July 10, 2008

Siskel & Ebert at the Movies - dual review pioneers

Siskel & EbertAs a child of the seventies and one that has never liked blowing hard-earned money and two hours of my life on an awful movie, I was always a big fan of Siskel & Ebert’s show, At the Movies. Siskel passed on in 1999 and has since been replaced with Richard Roeper, but the two Windy City newspaper critics introduced a format of back-and-forth dual reviews that were always greater than the sum of their individual reviews in the Chicago Tribune and Chicago Sun-Times.

What made it great? Well, Gene and Roger were great critics, first and foremost.

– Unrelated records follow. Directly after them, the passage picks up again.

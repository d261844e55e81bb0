//! User model and JWT claims

use bson::{oid::ObjectId, Document};
use serde::{Deserialize, Serialize};
use utoipa::ToSchema;
use validator::Validate;

/// Role string granting admin privileges. Any other value, or an absent
/// role, means not-admin.
pub const ROLE_ADMIN: &str = "admin";

/// User document stored in the `users` collection.
///
/// Users are created by upsert on first sign-in; the frontend owns most of
/// the document shape, so unknown fields are preserved verbatim.
#[derive(Debug, Clone, Serialize, Deserialize, ToSchema)]
pub struct User {
    #[serde(
        rename = "_id",
        skip_serializing_if = "Option::is_none",
        serialize_with = "super::serialize_object_id_as_hex"
    )]
    #[schema(value_type = Option<String>)]
    pub id: Option<ObjectId>,
    pub email: String,
    #[serde(skip_serializing_if = "Option::is_none")]
    pub name: Option<String>,
    #[serde(skip_serializing_if = "Option::is_none")]
    pub role: Option<String>,
    #[serde(flatten)]
    #[schema(value_type = Object)]
    pub extra: Document,
}

impl User {
    pub fn is_admin(&self) -> bool {
        self.role.as_deref() == Some(ROLE_ADMIN)
    }
}

/// Body of `PUT /users/:email`. The email comes from the path; the body is
/// field-merged into the stored document.
#[derive(Debug, Clone, Serialize, Deserialize, Validate, ToSchema)]
pub struct UpsertUser {
    #[validate(email(message = "Invalid email format"))]
    #[serde(skip_serializing_if = "Option::is_none")]
    pub email: Option<String>,
    #[serde(skip_serializing_if = "Option::is_none")]
    pub name: Option<String>,
    #[serde(flatten)]
    #[schema(value_type = Object)]
    pub extra: Document,
}

/// Response of the self-or-admin check
#[derive(Debug, Serialize, Deserialize, ToSchema)]
pub struct AdminStatus {
    pub admin: bool,
}

/// JWT claims for authenticated requests.
///
/// `POST /jwt` signs whatever identity payload the caller provides, so any
/// extra fields ride along untouched; only `email` is trusted and consumed
/// by the guards.
#[derive(Debug, Clone, Serialize, Deserialize)]
pub struct Claims {
    pub email: String,
    pub iat: i64,
    pub exp: i64,
    #[serde(flatten)]
    pub extra: Document,
}

impl Claims {
    /// Create a new JWT token
    pub fn create_token(&self, secret: &str) -> Result<String, jsonwebtoken::errors::Error> {
        use jsonwebtoken::{encode, EncodingKey, Header};
        encode(
            &Header::default(),
            self,
            &EncodingKey::from_secret(secret.as_bytes()),
        )
    }

    /// Parse and verify a JWT token (signature and expiry)
    pub fn from_token(token: &str, secret: &str) -> Result<Self, jsonwebtoken::errors::Error> {
        use jsonwebtoken::{decode, DecodingKey, Validation};
        let token_data = decode::<Self>(
            token,
            &DecodingKey::from_secret(secret.as_bytes()),
            &Validation::default(),
        )?;
        Ok(token_data.claims)
    }
}
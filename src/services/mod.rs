//! Business logic services

pub mod auth;
pub mod bookings;
pub mod comments;
pub mod foods;
pub mod user_foods;
pub mod users;

use crate::{
    config::AuthConfig,
    error::{AppError, AppResult},
    repository::Repository,
};

/// Outcome of the ownership check on owner-scoped reads
#[derive(Debug, PartialEq, Eq)]
pub enum OwnerScope<'a> {
    /// No owner given: respond with an empty list
    Empty,
    /// Owner matches the requester: filter by this email
    Owner(&'a str),
}

/// Decide whether `requester` may read documents owned by `owner`.
///
/// A missing owner email short-circuits to an empty result; a mismatch is
/// a 403 regardless of whether matching data exists.
pub fn authorize_owner<'a>(
    requester: &str,
    owner: Option<&'a str>,
) -> AppResult<OwnerScope<'a>> {
    let Some(owner) = owner else {
        return Ok(OwnerScope::Empty);
    };
    if owner != requester {
        return Err(AppError::Forbidden(format!(
            "{} may not read documents owned by {}",
            requester, owner
        )));
    }
    Ok(OwnerScope::Owner(owner))
}

/// Container for all services
#[derive(Clone)]
pub struct Services {
    pub auth: auth::AuthService,
    pub users: users::UsersService,
    pub foods: foods::FoodsService,
    pub user_foods: user_foods::UserFoodsService,
    pub bookings: bookings::BookingsService,
    pub comments: comments::CommentsService,
}

impl Services {
    /// Create all services with the given repository
    pub fn new(repository: Repository, auth_config: AuthConfig) -> Self {
        Self {
            auth: auth::AuthService::new(repository.clone(), auth_config),
            users: users::UsersService::new(repository.clone()),
            foods: foods::FoodsService::new(repository.clone()),
            user_foods: user_foods::UserFoodsService::new(repository.clone()),
            bookings: bookings::BookingsService::new(repository.clone()),
            comments: comments::CommentsService::new(repository),
        }
    }
}

#[cfg(test)]
mod tests {
    use super::*;

    #[test]
    fn missing_owner_email_yields_empty_scope() {
        assert_eq!(
            authorize_owner("a@x.com", None).unwrap(),
            OwnerScope::Empty
        );
    }

    #[test]
    fn matching_owner_email_yields_filter_scope() {
        assert_eq!(
            authorize_owner("a@x.com", Some("a@x.com")).unwrap(),
            OwnerScope::Owner("a@x.com")
        );
    }

    #[test]
    fn mismatched_owner_email_is_forbidden() {
        assert!(matches!(
            authorize_owner("a@x.com", Some("b@y.com")),
            Err(AppError::Forbidden(_))
        ));
    }

    #[test]
    fn mismatch_wins_even_for_empty_owner_string() {
        // "" is a present-but-wrong owner, not a missing one
        assert!(authorize_owner("a@x.com", Some("")).is_err());
    }
}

But they also had great chemistry, probing each other on their thoughts on films they loved and loathed, and challenging each other in a dynamic conversation about each films merits and failures. Of course, plenty of times they agreed, giving movies two thumbs up or two thumbs down. But sometimes the most fascinating exchanges were those where they disagreed–the friendly spats were a delight to watch.

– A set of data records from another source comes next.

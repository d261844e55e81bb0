//! FoodHub Food Booking Server
//!
//! A Rust implementation of the FoodHub food-booking backend, providing a
//! REST JSON API over a MongoDB document store for users, foods,
//! user-submitted foods, bookings, and comments, with JWT bearer
//! authentication and admin-role authorization.

use std::sync::Arc;

use axum::{
    routing::{delete, get, patch, post, put},
    Router,
};
use tower_http::{
    cors::{Any, CorsLayer},
    trace::TraceLayer,
};

pub mod api;
pub mod config;
pub mod error;
pub mod models;
pub mod repository;
pub mod services;

pub use config::AppConfig;
pub use error::{AppError, AppResult};

/// Application state shared across all handlers
#[derive(Clone)]
pub struct AppState {
    pub config: Arc<AppConfig>,
    pub services: Arc<services::Services>,
}

/// Create the application router with all routes
pub fn create_router(state: AppState) -> Router {
    // CORS configuration: the frontend is served from any origin
    let cors = CorsLayer::new()
        .allow_origin(Any)
        .allow_methods(Any)
        .allow_headers(Any);

    let routes = Router::new()
        // Liveness
        .route("/", get(api::health::liveness))
        .route("/health", get(api::health::health_check))
        // Token issuance
        .route("/jwt", post(api::auth::issue_token))
        // Users
        .route("/users/:email", put(api::users::upsert_user))
        .route("/users/admin", get(api::users::list_users))
        .route(
            "/users/admin/:id",
            get(api::users::admin_status)
                .patch(api::users::grant_admin)
                .delete(api::users::delete_user),
        )
        // Foods
        .route(
            "/foods/admin",
            post(api::foods::create_food).get(api::foods::list_foods),
        )
        .route(
            "/foods/admin/:id",
            get(api::foods::get_food)
                .put(api::foods::upsert_food)
                .delete(api::foods::delete_food),
        )
        // Bookings
        .route(
            "/bookings",
            post(api::bookings::create_booking).get(api::bookings::my_bookings),
        )
        .route("/admin/bookings", get(api::bookings::list_all_bookings))
        .route("/admin/bookings/:id", patch(api::bookings::confirm_booking))
        // User foods
        .route(
            "/userFoods",
            post(api::user_foods::create_user_food).get(api::user_foods::my_user_foods),
        )
        .route("/userFoods/:id", delete(api::user_foods::delete_user_food))
        // Comments
        .route(
            "/comments",
            post(api::comments::create_comment).get(api::comments::list_comments),
        )
        .with_state(state);

    // OpenAPI documentation
    let openapi = api::openapi::create_openapi_router();

    routes
        .merge(openapi)
        .layer(TraceLayer::new_for_http())
        .layer(cors)
}
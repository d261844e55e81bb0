//! Comment model

use bson::{oid::ObjectId, Document};
use serde::{Deserialize, Serialize};
use utoipa::ToSchema;

/// Comment document stored in the `comments` collection. Comments are
/// global: every authenticated user reads the full list.
#[derive(Debug, Clone, Serialize, Deserialize, ToSchema)]
pub struct Comment {
    #[serde(
        rename = "_id",
        skip_serializing_if = "Option::is_none",
        serialize_with = "super::serialize_object_id_as_hex"
    )]
    #[schema(value_type = Option<String>)]
    pub id: Option<ObjectId>,
    #[serde(skip_serializing_if = "Option::is_none")]
    pub email: Option<String>,
    #[serde(skip_serializing_if = "Option::is_none")]
    pub text: Option<String>,
    #[serde(flatten)]
    #[schema(value_type = Object)]
    pub extra: Document,
}
//! Data models for FoodHub documents and API payloads

pub mod ack;
pub mod booking;
pub mod comment;
pub mod food;
pub mod user;
pub mod user_food;

use bson::oid::ObjectId;
use serde::Serializer;

/// Render a document id as a hex string in JSON responses. Documents are
/// only ever serialized with an id present on the way out; inserts carry
/// `None` and skip the field.
pub(crate) fn serialize_object_id_as_hex<S>(
    id: &Option<ObjectId>,
    serializer: S,
) -> Result<S::Ok, S::Error>
where
    S: Serializer,
{
    match id {
        Some(oid) => serializer.serialize_str(&oid.to_hex()),
        None => serializer.serialize_none(),
    }
}
//! Typed write acknowledgements echoing driver results
//!
//! Mutating endpoints return the outcome of the storage write rather than
//! the document itself, mirroring the driver result the frontend consumes.
//! Ids are rendered as hex strings on the wire.

use mongodb::results::{DeleteResult, InsertOneResult, UpdateResult};
use serde::Serialize;
use utoipa::ToSchema;

/// Result of an insert
#[derive(Debug, Serialize, ToSchema)]
pub struct InsertAck {
    pub acknowledged: bool,
    #[serde(rename = "insertedId")]
    pub inserted_id: Option<String>,
}

impl From<InsertOneResult> for InsertAck {
    fn from(result: InsertOneResult) -> Self {
        Self {
            acknowledged: true,
            inserted_id: result.inserted_id.as_object_id().map(|id| id.to_hex()),
        }
    }
}

/// Result of an update or upsert
#[derive(Debug, Serialize, ToSchema)]
pub struct UpdateAck {
    pub acknowledged: bool,
    #[serde(rename = "matchedCount")]
    pub matched_count: u64,
    #[serde(rename = "modifiedCount")]
    pub modified_count: u64,
    #[serde(rename = "upsertedId", skip_serializing_if = "Option::is_none")]
    pub upserted_id: Option<String>,
}

impl From<UpdateResult> for UpdateAck {
    fn from(result: UpdateResult) -> Self {
        Self {
            acknowledged: true,
            matched_count: result.matched_count,
            modified_count: result.modified_count,
            upserted_id: result
                .upserted_id
                .and_then(|id| id.as_object_id().map(|id| id.to_hex())),
        }
    }
}

/// Result of a delete
#[derive(Debug, Serialize, ToSchema)]
pub struct DeleteAck {
    pub acknowledged: bool,
    #[serde(rename = "deletedCount")]
    pub deleted_count: u64,
}

impl From<DeleteResult> for DeleteAck {
    fn from(result: DeleteResult) -> Self {
        Self {
            acknowledged: true,
            deleted_count: result.deleted_count,
        }
    }
}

Siskel & EbertThe digital era brought an algorithmic expansion of the wisdom-of-crowds (wisdom-of-the-pair?) concept, with Rotten Tomatoes and Metacritic rendering a score based on the number of reviewers giving a movie a positive or negative review. But there’s still that missing dynamic exchange that we enjoyed on TV. The closest thing I’ve seen has been Bloggingheads.tv’s diavlog, but these tend to be generally discussion-oriented, as opposed to two bloggers reviewing the same movie like Siskel and Ebert did.